How to complete this task. In the listing below, count every line that contains "BlockWrite". Give nothing but the number.

________

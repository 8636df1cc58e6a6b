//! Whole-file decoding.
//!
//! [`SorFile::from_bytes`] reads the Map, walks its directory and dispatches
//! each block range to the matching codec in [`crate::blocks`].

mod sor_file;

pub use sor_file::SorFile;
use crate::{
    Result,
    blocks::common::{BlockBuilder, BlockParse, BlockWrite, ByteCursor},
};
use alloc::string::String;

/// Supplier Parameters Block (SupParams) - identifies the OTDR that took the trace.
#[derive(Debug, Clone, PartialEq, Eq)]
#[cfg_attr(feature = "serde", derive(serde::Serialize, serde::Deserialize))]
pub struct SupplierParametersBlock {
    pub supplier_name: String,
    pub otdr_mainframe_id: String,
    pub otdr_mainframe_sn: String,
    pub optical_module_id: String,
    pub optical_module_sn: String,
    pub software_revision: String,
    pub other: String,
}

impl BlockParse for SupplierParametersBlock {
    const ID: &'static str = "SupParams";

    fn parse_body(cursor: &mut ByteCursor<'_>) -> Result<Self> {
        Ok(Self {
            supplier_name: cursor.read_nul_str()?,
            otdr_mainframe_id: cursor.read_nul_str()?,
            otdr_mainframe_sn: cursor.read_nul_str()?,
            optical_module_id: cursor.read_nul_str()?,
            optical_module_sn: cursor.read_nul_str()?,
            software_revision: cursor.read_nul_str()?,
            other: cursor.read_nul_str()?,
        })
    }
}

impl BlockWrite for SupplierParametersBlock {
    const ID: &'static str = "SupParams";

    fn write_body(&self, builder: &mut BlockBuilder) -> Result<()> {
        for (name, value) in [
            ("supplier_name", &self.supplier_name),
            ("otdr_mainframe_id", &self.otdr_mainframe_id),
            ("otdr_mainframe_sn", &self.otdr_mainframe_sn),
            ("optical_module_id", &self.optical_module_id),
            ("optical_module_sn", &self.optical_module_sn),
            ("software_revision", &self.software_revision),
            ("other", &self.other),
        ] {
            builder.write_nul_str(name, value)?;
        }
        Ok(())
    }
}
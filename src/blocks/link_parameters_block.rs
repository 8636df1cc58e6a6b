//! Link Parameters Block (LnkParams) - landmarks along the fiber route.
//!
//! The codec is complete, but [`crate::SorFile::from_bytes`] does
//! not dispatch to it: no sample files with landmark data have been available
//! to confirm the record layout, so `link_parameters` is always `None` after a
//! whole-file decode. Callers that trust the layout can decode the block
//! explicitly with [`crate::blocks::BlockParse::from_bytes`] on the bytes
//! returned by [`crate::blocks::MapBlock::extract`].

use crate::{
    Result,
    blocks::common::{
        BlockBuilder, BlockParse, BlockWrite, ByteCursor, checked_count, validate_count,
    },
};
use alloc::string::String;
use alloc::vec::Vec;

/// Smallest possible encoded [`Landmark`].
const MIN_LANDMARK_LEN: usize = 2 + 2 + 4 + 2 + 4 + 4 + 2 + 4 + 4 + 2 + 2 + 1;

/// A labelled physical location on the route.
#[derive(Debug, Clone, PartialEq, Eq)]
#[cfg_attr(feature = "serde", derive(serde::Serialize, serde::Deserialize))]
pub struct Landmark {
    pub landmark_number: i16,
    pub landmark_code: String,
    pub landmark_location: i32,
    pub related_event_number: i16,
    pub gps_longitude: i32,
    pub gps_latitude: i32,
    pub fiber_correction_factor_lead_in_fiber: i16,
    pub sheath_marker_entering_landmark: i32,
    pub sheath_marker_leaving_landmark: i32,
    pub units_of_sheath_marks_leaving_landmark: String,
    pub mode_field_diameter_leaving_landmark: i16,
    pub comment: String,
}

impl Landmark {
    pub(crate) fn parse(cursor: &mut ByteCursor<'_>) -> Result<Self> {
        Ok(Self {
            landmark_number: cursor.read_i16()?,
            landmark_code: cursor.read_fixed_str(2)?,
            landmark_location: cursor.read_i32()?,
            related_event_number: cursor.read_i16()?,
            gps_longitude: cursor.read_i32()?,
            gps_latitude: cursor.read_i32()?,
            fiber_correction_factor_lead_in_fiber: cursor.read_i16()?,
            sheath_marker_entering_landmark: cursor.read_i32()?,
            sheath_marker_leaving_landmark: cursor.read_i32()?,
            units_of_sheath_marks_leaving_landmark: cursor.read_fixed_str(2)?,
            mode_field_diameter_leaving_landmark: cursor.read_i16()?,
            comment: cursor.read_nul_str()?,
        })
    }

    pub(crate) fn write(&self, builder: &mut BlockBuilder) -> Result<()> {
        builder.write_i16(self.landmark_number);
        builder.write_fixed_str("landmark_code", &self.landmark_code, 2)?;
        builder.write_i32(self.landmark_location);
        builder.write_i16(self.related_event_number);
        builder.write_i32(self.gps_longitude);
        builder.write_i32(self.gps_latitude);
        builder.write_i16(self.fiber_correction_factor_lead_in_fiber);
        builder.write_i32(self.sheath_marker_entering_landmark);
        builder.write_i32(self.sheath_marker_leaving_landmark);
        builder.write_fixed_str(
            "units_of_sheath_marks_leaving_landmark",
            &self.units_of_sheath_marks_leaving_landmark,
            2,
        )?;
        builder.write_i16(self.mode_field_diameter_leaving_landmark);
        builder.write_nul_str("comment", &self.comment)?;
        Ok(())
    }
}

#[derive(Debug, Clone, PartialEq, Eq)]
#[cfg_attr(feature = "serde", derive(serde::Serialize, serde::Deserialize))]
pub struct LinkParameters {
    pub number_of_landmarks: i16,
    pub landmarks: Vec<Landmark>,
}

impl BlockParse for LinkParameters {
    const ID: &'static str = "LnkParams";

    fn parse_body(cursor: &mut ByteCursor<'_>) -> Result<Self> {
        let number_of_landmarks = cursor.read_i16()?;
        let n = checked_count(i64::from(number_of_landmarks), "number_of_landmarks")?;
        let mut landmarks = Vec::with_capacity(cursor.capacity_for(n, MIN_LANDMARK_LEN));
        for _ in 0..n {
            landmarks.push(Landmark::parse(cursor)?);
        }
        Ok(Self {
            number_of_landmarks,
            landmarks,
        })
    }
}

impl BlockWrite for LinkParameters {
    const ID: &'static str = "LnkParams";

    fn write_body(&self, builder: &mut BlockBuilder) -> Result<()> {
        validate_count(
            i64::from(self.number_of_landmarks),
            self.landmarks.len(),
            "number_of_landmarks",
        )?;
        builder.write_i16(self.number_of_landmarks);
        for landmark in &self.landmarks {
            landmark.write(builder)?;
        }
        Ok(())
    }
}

________

Solution to the exercise. 4